• What the task asks: Transcribe only the lines between the first line of the records and the line containing "so trails fade", inclusive, exactly as written.

- - - -

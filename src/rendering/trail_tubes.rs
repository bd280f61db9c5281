//! Trail rendering as lit tube geometry.
//!
//! Each entity's smoothed movement history is thickened into a tube of
//! radial rings. Vertex alpha carries the history decay so trails fade
//! toward their oldest end. Mesh building is pure CPU work; the
//! renderer just owns growable vertex/index buffers and the pipeline.

use bytemuck::{Pod, Zeroable};
use glam::{Mat4, Vec3};

/// Radial segments per tube ring. Trails are thin so a hexagonal cross
/// section reads as round.
pub const RADIAL_SEGMENTS: u32 = 6;

/// Tube radius in scene units.
pub const TUBE_RADIUS: f32 = 0.8;

#[repr(C)]
#[derive(Copy, Clone, Pod, Zeroable)]
pub struct TubeVertex {
    pub position: [f32; 3],
    pub normal: [f32; 3],
    pub color: [f32; 4],
}

#[repr(C)]
#[derive(Copy, Clone, Pod, Zeroable)]
struct TubeCameraUniform {
    view_proj: [[f32; 4]; 4],
    camera_pos: [f32; 3],
    _padding: f32,
}

/// A stable perpendicular to `dir`, for seeding the first ring frame.
fn perpendicular(dir: Vec3) -> Vec3 {
    let axis = if dir.x.abs() < 0.9 { Vec3::X } else { Vec3::Y };
    dir.cross(axis).normalize_or_zero()
}

/// Thicken a polyline into tube geometry.
///
/// `alphas` supplies one opacity per path point (decay weights); the
/// two slices must be the same length. Paths shorter than 2 points
/// produce no geometry.
pub fn build_tube(
    path: &[Vec3],
    alphas: &[f32],
    radius: f32,
    color: [f32; 3],
) -> (Vec<TubeVertex>, Vec<u32>) {
    if path.len() < 2 || path.len() != alphas.len() {
        return (Vec::new(), Vec::new());
    }

    let mut vertices = Vec::with_capacity(path.len() * RADIAL_SEGMENTS as usize);
    let mut indices = Vec::new();

    for (i, &center) in path.iter().enumerate() {
        let dir = if i + 1 < path.len() {
            (path[i + 1] - path[i]).normalize_or_zero()
        } else {
            (path[i] - path[i - 1]).normalize_or_zero()
        };
        let dir = if dir == Vec3::ZERO { Vec3::Y } else { dir };
        let side = perpendicular(dir);
        let up = dir.cross(side).normalize_or_zero();

        for s in 0..RADIAL_SEGMENTS {
            let angle = s as f32 / RADIAL_SEGMENTS as f32 * std::f32::consts::TAU;
            let normal = side * angle.cos() + up * angle.sin();
            vertices.push(TubeVertex {
                position: (center + normal * radius).to_array(),
                normal: normal.to_array(),
                color: [color[0], color[1], color[2], alphas[i]],
            });
        }
    }

    for ring in 0..(path.len() as u32 - 1) {
        let base = ring * RADIAL_SEGMENTS;
        let next = base + RADIAL_SEGMENTS;
        for s in 0..RADIAL_SEGMENTS {
            let s1 = (s + 1) % RADIAL_SEGMENTS;
            indices.extend_from_slice(&[base + s, next + s, next + s1]);
            indices.extend_from_slice(&[base + s, next + s1, base + s1]);
        }
    }

    (vertices, indices)
}

pub struct TrailTubeRenderer {
    pipeline: wgpu::RenderPipeline,
    camera_buffer: wgpu::Buffer,
    bind_group: wgpu::BindGroup,
    vertex_buffer: wgpu::Buffer,
    index_buffer: wgpu::Buffer,
    vertex_capacity: usize,
    index_capacity: usize,
    index_count: u32,
}

impl TrailTubeRenderer {
    const INITIAL_VERTICES: usize = 4096;
    const INITIAL_INDICES: usize = 16384;

    pub fn new(device: &wgpu::Device, config: &wgpu::SurfaceConfiguration) -> Self {
        let camera_buffer = device.create_buffer(&wgpu::BufferDescriptor {
            label: Some("Trail Tube Camera Buffer"),
            size: std::mem::size_of::<TubeCameraUniform>() as u64,
            usage: wgpu::BufferUsages::UNIFORM | wgpu::BufferUsages::COPY_DST,
            mapped_at_creation: false,
        });

        let bind_group_layout =
            device.create_bind_group_layout(&wgpu::BindGroupLayoutDescriptor {
                label: Some("Trail Tube Bind Group Layout"),
                entries: &[wgpu::BindGroupLayoutEntry {
                    binding: 0,
                    visibility: wgpu::ShaderStages::VERTEX | wgpu::ShaderStages::FRAGMENT,
                    ty: wgpu::BindingType::Buffer {
                        ty: wgpu::BufferBindingType::Uniform,
                        has_dynamic_offset: false,
                        min_binding_size: None,
                    },
                    count: None,
                }],
            });

        let bind_group = device.create_bind_group(&wgpu::BindGroupDescriptor {
            label: Some("Trail Tube Bind Group"),
            layout: &bind_group_layout,
            entries: &[wgpu::BindGroupEntry {
                binding: 0,
                resource: camera_buffer.as_entire_binding(),
            }],
        });

        let vertex_buffer = Self::create_vertex_buffer(device, Self::INITIAL_VERTICES);
        let index_buffer = Self::create_index_buffer(device, Self::INITIAL_INDICES);

        let pipeline_layout = device.create_pipeline_layout(&wgpu::PipelineLayoutDescriptor {
            label: Some("Trail Tube Pipeline Layout"),
            bind_group_layouts: &[&bind_group_layout],
            push_constant_ranges: &[],
        });

        let shader = device.create_shader_module(wgpu::ShaderModuleDescriptor {
            label: Some("Trail Tube Shader"),
            source: wgpu::ShaderSource::Wgsl(include_str!("../../shaders/trail_tube.wgsl").into()),
        });

        let pipeline = device.create_render_pipeline(&wgpu::RenderPipelineDescriptor {
            label: Some("Trail Tube Pipeline"),
            layout: Some(&pipeline_layout),
            vertex: wgpu::VertexState {
                module: &shader,
                entry_point: Some("vs_main"),
                buffers: &[wgpu::VertexBufferLayout {
                    array_stride: std::mem::size_of::<TubeVertex>() as wgpu::BufferAddress,
                    step_mode: wgpu::VertexStepMode::Vertex,
                    attributes: &[
                        wgpu::VertexAttribute {
                            offset: 0,
                            shader_location: 0,
                            format: wgpu::VertexFormat::Float32x3,
                        },
                        wgpu::VertexAttribute {
                            offset: 12,
                            shader_location: 1,
                            format: wgpu::VertexFormat::Float32x3,
                        },
                        wgpu::VertexAttribute {
                            offset: 24,
                            shader_location: 2,
                            format: wgpu::VertexFormat::Float32x4,
                        },
                    ],
                }],
                compilation_options: Default::default(),
            },
            fragment: Some(wgpu::FragmentState {
                module: &shader,
                entry_point: Some("fs_main"),
                targets: &[Some(wgpu::ColorTargetState {
                    format: config.format,
                    blend: Some(wgpu::BlendState::ALPHA_BLENDING),
                    write_mask: wgpu::ColorWrites::ALL,
                })],
                compilation_options: Default::default(),
            }),
            primitive: wgpu::PrimitiveState {
                topology: wgpu::PrimitiveTopology::TriangleList,
                cull_mode: None,
                ..Default::default()
            },
            // Translucent: tested against entities but not written, so
            // overlapping trails do not punch holes in each other.
            depth_stencil: Some(wgpu::DepthStencilState {
                format: wgpu::TextureFormat::Depth32Float,
                depth_write_enabled: false,
                depth_compare: wgpu::CompareFunction::Less,
                stencil: wgpu::StencilState::default(),
                bias: wgpu::DepthBiasState::default(),
            }),
            multisample: wgpu::MultisampleState::default(),
            multiview: None,
            cache: None,
        });

        Self {
            pipeline,
            camera_buffer,
            bind_group,
            vertex_buffer,
            index_buffer,
            vertex_capacity: Self::INITIAL_VERTICES,
            index_capacity: Self::INITIAL_INDICES,
            index_count: 0,
        }
    }

    fn create_vertex_buffer(device: &wgpu::Device, capacity: usize) -> wgpu::Buffer {
        device.create_buffer(&wgpu::BufferDescriptor {
            label: Some("Trail Tube Vertex Buffer"),
            size: (capacity * std::mem::size_of::<TubeVertex>()) as u64,
            usage: wgpu::BufferUsages::VERTEX | wgpu::BufferUsages::COPY_DST,
            mapped_at_creation: false,
        })
    }

    fn create_index_buffer(device: &wgpu::Device, capacity: usize) -> wgpu::Buffer {
        device.create_buffer(&wgpu::BufferDescriptor {
            label: Some("Trail Tube Index Buffer"),
            size: (capacity * std::mem::size_of::<u32>()) as u64,
            usage: wgpu::BufferUsages::INDEX | wgpu::BufferUsages::COPY_DST,
            mapped_at_creation: false,
        })
    }

    /// Upload the frame's combined tube mesh.
    pub fn prepare(
        &mut self,
        device: &wgpu::Device,
        queue: &wgpu::Queue,
        view_proj: Mat4,
        camera_pos: Vec3,
        vertices: &[TubeVertex],
        indices: &[u32],
    ) {
        queue.write_buffer(
            &self.camera_buffer,
            0,
            bytemuck::bytes_of(&TubeCameraUniform {
                view_proj: view_proj.to_cols_array_2d(),
                camera_pos: camera_pos.to_array(),
                _padding: 0.0,
            }),
        );

        self.index_count = indices.len() as u32;
        if vertices.is_empty() || indices.is_empty() {
            return;
        }

        if vertices.len() > self.vertex_capacity {
            let mut capacity = self.vertex_capacity;
            while capacity < vertices.len() {
                capacity *= 2;
            }
            self.vertex_buffer = Self::create_vertex_buffer(device, capacity);
            self.vertex_capacity = capacity;
        }
        if indices.len() > self.index_capacity {
            let mut capacity = self.index_capacity;
            while capacity < indices.len() {
                capacity *= 2;
            }
            self.index_buffer = Self::create_index_buffer(device, capacity);
            self.index_capacity = capacity;
        }

        queue.write_buffer(&self.vertex_buffer, 0, bytemuck::cast_slice(vertices));
        queue.write_buffer(&self.index_buffer, 0, bytemuck::cast_slice(indices));
    }

    pub fn render_in_pass(&self, render_pass: &mut wgpu::RenderPass<'_>) {
        if self.index_count == 0 {
            return;
        }
        render_pass.set_pipeline(&self.pipeline);
        render_pass.set_bind_group(0, &self.bind_group, &[]);
        render_pass.set_vertex_buffer(0, self.vertex_buffer.slice(..));
        render_pass.set_index_buffer(self.index_buffer.slice(..), wgpu::IndexFormat::Uint32);
        render_pass.draw_indexed(0..self.index_count, 0, 0..1);
    }
}

#[cfg(test)]
mod tests {
    use super::*;
    use crate::trails::{decay_alpha, smooth_path, TRAIL_CAP};

    #[test]
    fn two_point_history_yields_a_visible_tube() {
        let points = [Vec3::new(0.0, 5.0, 0.0), Vec3::new(20.0, 5.0, 0.0)];
        let path = smooth_path(&points, 4);
        let alphas: Vec<f32> = (0..path.len())
            .map(|i| decay_alpha(i, path.len(), TRAIL_CAP))
            .collect();
        let (vertices, indices) = build_tube(&path, &alphas, TUBE_RADIUS, [0.2, 0.9, 0.4]);
        assert!(!vertices.is_empty());
        assert!(!indices.is_empty());
        assert_eq!(indices.len() % 3, 0, "triangle list");
    }

    #[test]
    fn ring_topology_matches_path_length() {
        let path = [
            Vec3::ZERO,
            Vec3::new(5.0, 0.0, 0.0),
            Vec3::new(10.0, 0.0, 5.0),
        ];
        let alphas = [0.2, 0.5, 1.0];
        let (vertices, indices) = build_tube(&path, &alphas, 1.0, [1.0; 3]);
        assert_eq!(vertices.len(), path.len() * RADIAL_SEGMENTS as usize);
        // (rings - 1) * segments quads, two triangles each
        assert_eq!(
            indices.len(),
            (path.len() - 1) * RADIAL_SEGMENTS as usize * 6
        );
        // Every index addresses a real vertex
        assert!(indices.iter().all(|&i| (i as usize) < vertices.len()));
    }

    #[test]
    fn vertex_alpha_carries_the_decay_weights() {
        let path = [Vec3::ZERO, Vec3::X, Vec3::new(2.0, 0.0, 0.0)];
        let alphas = [0.1, 0.5, 0.9];
        let (vertices, _) = build_tube(&path, &alphas, 1.0, [1.0; 3]);
        let seg = RADIAL_SEGMENTS as usize;
        assert_eq!(vertices[0].color[3], 0.1);
        assert_eq!(vertices[seg].color[3], 0.5);
        assert_eq!(vertices[2 * seg].color[3], 0.9);
    }

    #[test]
    fn degenerate_paths_produce_no_geometry() {
        let (v, i) = build_tube(&[Vec3::ZERO], &[1.0], 1.0, [1.0; 3]);
        assert!(v.is_empty() && i.is_empty());
        // Mismatched alphas are rejected rather than indexed past
        let (v, i) = build_tube(&[Vec3::ZERO, Vec3::X], &[1.0], 1.0, [1.0; 3]);
        assert!(v.is_empty() && i.is_empty());
    }

    #[test]
    fn normals_are_unit_length_and_radial() {
        let path = [Vec3::ZERO, Vec3::new(10.0, 0.0, 0.0)];
        let (vertices, _) = build_tube(&path, &[1.0, 1.0], 2.0, [1.0; 3]);
        for v in &vertices {
            let n = Vec3::from_array(v.normal);
            assert!((n.length() - 1.0).abs() < 1e-4);
        }
    }
}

- - - -

• Response to the task:
filename src/rendering/trail_tubes.rs
repository bd280f61db9c5281
//! Trail rendering as lit tube geometry.
//!
//! Each entity's smoothed movement history is thickened into a tube of
//! radial rings. Vertex alpha carries the history decay so trails fade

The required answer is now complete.